> **Exercise**
Search the entries below for "crate", and copy each line where it appears.

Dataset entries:
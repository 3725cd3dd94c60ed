//! The printf-compatible scanner. `%` directives map onto the same
//! [`FormatSpec`] the brace syntax produces, so both front ends share one
//! layout engine. Length modifiers are accepted and ignored; the argument
//! already carries its width.

use crate::args::Arg;
use crate::error::Error;
use crate::fmt::parse::{format_arg, get_int_arg, parse_int};
use crate::fmt::{fix_negative_field_width, Align, FormatSpec, Sign};
use crate::writer::Writer;

/// `*` (next argument) or `*n$` (1-based positional argument) width and
/// precision values.
fn parse_asterisk(
    bytes: &[u8],
    i: &mut usize,
    nextarg: &mut usize,
    args: &[Arg<'_>],
) -> Result<i32, Error> {
    debug_assert!(bytes[*i] == b'*');
    *i += 1;
    if *i == bytes.len() {
        return Err(Error::InvalidFormatString);
    }
    let index;
    if bytes[*i].is_ascii_digit() {
        let n = parse_int(bytes, i).ok_or(Error::InvalidFormatString)?;
        if *i == bytes.len() {
            return Err(Error::InvalidFormatString);
        }
        if n < 1 {
            return Err(Error::InvalidFormatString);
        }
        if bytes[*i] != b'$' {
            return Err(Error::InvalidFormatString);
        }
        *i += 1;
        index = (n - 1) as usize;
    } else {
        index = *nextarg;
        *nextarg += 1;
    }
    get_int_arg(index, args)
}

fn parse_printf_spec<'a>(
    arg_index: &mut Option<usize>,
    spec: &mut FormatSpec<'a>,
    bytes: &[u8],
    i: &mut usize,
    nextarg: &mut usize,
    args: &[Arg<'a>],
) -> Result<(), Error> {
    debug_assert!(*i > 0 && bytes[*i - 1] == b'%');
    loop {
        match bytes[*i] {
            // Flags
            b'-' => {
                spec.align = Align::Left;
                *i += 1;
            }
            b'+' => {
                spec.sign = Sign::Plus;
                *i += 1;
            }
            b' ' => {
                spec.sign = Sign::Space;
                *i += 1;
            }
            b'#' => {
                spec.hash = true;
                *i += 1;
            }
            b'0' => {
                spec.zero = true;
                *i += 1;
            }
            b'\'' | b'_' | b',' => {
                spec.tsep = Some(bytes[*i]);
                *i += 1;
            }
            // Width, or a "n$" positional argument index.
            b'1'..=b'9' => {
                let n = parse_int(bytes, i).unwrap_or(0);
                if *i == bytes.len() {
                    return Err(Error::InvalidFormatString);
                }
                if bytes[*i] == b'$' {
                    *i += 1;
                    if n >= 1 {
                        *arg_index = Some((n - 1) as usize);
                    }
                } else {
                    spec.width = n;
                }
            }
            b'*' => match parse_asterisk(bytes, i, nextarg, args) {
                Ok(n) => {
                    spec.width = n;
                    fix_negative_field_width(spec);
                }
                Err(_) => spec.width = 0,
            },
            // Precision
            b'.' => {
                *i += 1;
                if *i == bytes.len() {
                    return Err(Error::InvalidFormatString);
                }
                match bytes[*i] {
                    b'0'..=b'9' => spec.prec = parse_int(bytes, i).unwrap_or(-1),
                    b'*' => {
                        spec.prec = parse_asterisk(bytes, i, nextarg, args).unwrap_or(-1);
                    }
                    _ => spec.prec = 0,
                }
            }
            // Length modifiers carry no information here.
            b'h' | b'l' | b'j' | b'z' | b't' | b'L' => {
                *i += 1;
            }
            // Conversions
            b'd' | b'i' | b'o' | b'u' | b'x' | b'X' | b'b' | b'B' | b'f' | b'F' | b'e'
            | b'E' | b'g' | b'G' | b'a' | b'A' | b'c' | b's' | b'S' | b'p' | b'q' | b'y' => {
                spec.conv = bytes[*i];
                *i += 1;
                return Ok(());
            }
            b'n' | b'm' => return Err(Error::NotSupported),
            _ => {
                // Unknown conversion, fall back to the default rendering.
                spec.conv = b's';
                *i += 1;
                return Ok(());
            }
        }
        if *i == bytes.len() {
            return Err(Error::InvalidFormatString);
        }
    }
}

pub(crate) fn printf<'a>(
    w: &mut dyn Writer,
    format: &'a str,
    args: &[Arg<'a>],
) -> Result<(), Error> {
    if format.is_empty() {
        return Ok(());
    }
    let bytes = format.as_bytes();
    let mut nextarg = 0usize;
    let mut i = 0;
    let mut s = 0;
    loop {
        while i < bytes.len() && bytes[i] != b'%' {
            i += 1;
        }
        if i != s {
            w.write(&bytes[s..i])?;
        }
        if i == bytes.len() {
            break;
        }

        i += 1;
        if i == bytes.len() {
            return Err(Error::InvalidFormatString);
        }

        if bytes[i] == b'%' {
            s = i;
            i += 1;
            continue;
        }

        let mut arg_index: Option<usize> = None;
        let mut spec = FormatSpec::default();
        if bytes[i] != b's' {
            parse_printf_spec(&mut arg_index, &mut spec, bytes, &mut i, &mut nextarg, args)?;
        } else {
            // %s is the default conversion, exactly like {}.
            i += 1;
        }

        let index = match arg_index {
            Some(n) => n,
            None => {
                let n = nextarg;
                nextarg += 1;
                n
            }
        };
        s = i;

        let arg = args.get(index).ok_or(Error::IndexOutOfRange)?;
        if let Arg::Spec(_) = arg {
            return Err(Error::InvalidArgument);
        }
        format_arg(w, &spec, arg)?;
    }
    Ok(())
}

#[cfg(test)]
mod test {
    use super::*;
    use alloc::string::String;
    use alloc::vec::Vec;
    use crate::args;

    fn run(fmt: &str, args: &[Arg<'_>]) -> Result<String, Error> {
        let mut out = Vec::new();
        printf(&mut out, fmt, args)?;
        Ok(String::from_utf8(out).unwrap())
    }

    #[test]
    fn basic_directives() {
        assert_eq!(run("hello %s", &args!["world"]).unwrap(), "hello world");
        assert_eq!(run("%d apples", &args![3]).unwrap(), "3 apples");
        assert_eq!(run("%x", &args![255u32]).unwrap(), "ff");
        assert_eq!(run("%X", &args![255u32]).unwrap(), "FF");
        assert_eq!(run("100%%", &[]).unwrap(), "100%");
    }

    #[test]
    fn flags_width_precision() {
        assert_eq!(run("%05d", &args![42]).unwrap(), "00042");
        assert_eq!(run("%-6d|", &args![42]).unwrap(), "42    |");
        assert_eq!(run("%+d", &args![42]).unwrap(), "+42");
        assert_eq!(run("% d", &args![42]).unwrap(), " 42");
        assert_eq!(run("%#x", &args![255u32]).unwrap(), "0xff");
        assert_eq!(run("%.3d", &args![5]).unwrap(), "005");
        assert_eq!(run("%8.3f", &args![3.14159]).unwrap(), "   3.142");
    }

    #[test]
    fn star_width_and_precision() {
        assert_eq!(run("%*d", &args![6, 42]).unwrap(), "    42");
        assert_eq!(run("%.*f", &args![2, 3.14159]).unwrap(), "3.14");
        // A negative star width left-aligns.
        assert_eq!(run("%*d|", &args![-6, 42]).unwrap(), "42    |");
    }

    #[test]
    fn positional_arguments() {
        assert_eq!(run("%2$s %1$s", &args!["world", "hello"]).unwrap(), "hello world");
        assert_eq!(run("%1$s %1$s", &args!["twice"]).unwrap(), "twice twice");
    }

    #[test]
    fn length_modifiers_are_ignored() {
        assert_eq!(run("%ld %lld %zu", &args![1, 2, 3u64]).unwrap(), "1 2 3");
    }

    #[test]
    fn float_conversions() {
        assert_eq!(run("%f", &args![3.141592653589793]).unwrap(), "3.141593");
        assert_eq!(run("%e", &args![123456.789]).unwrap(), "1.234568e+05");
        assert_eq!(run("%g", &args![123456.789]).unwrap(), "123457");
        assert_eq!(run("%.3g", &args![123456.789]).unwrap(), "1.23e+05");
        assert_eq!(run("%a", &args![1.5]).unwrap(), "0x1.8p+0");
    }

    #[test]
    fn unsupported_conversions() {
        assert_eq!(run("%n", &args![1]), Err(Error::NotSupported));
        assert_eq!(run("%m", &[]), Err(Error::NotSupported));
    }
}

> **Your solution**
use crate::args::Arg;
use crate::error::Error;
use crate::fmt::parse::{format_arg, get_int_arg, parse_int};
use crate::fmt::{fix_negative_field_width, Align, FormatSpec, Sign};
use crate::writer::Writer;
pub(crate) fn printf<'a>(
    use crate::args;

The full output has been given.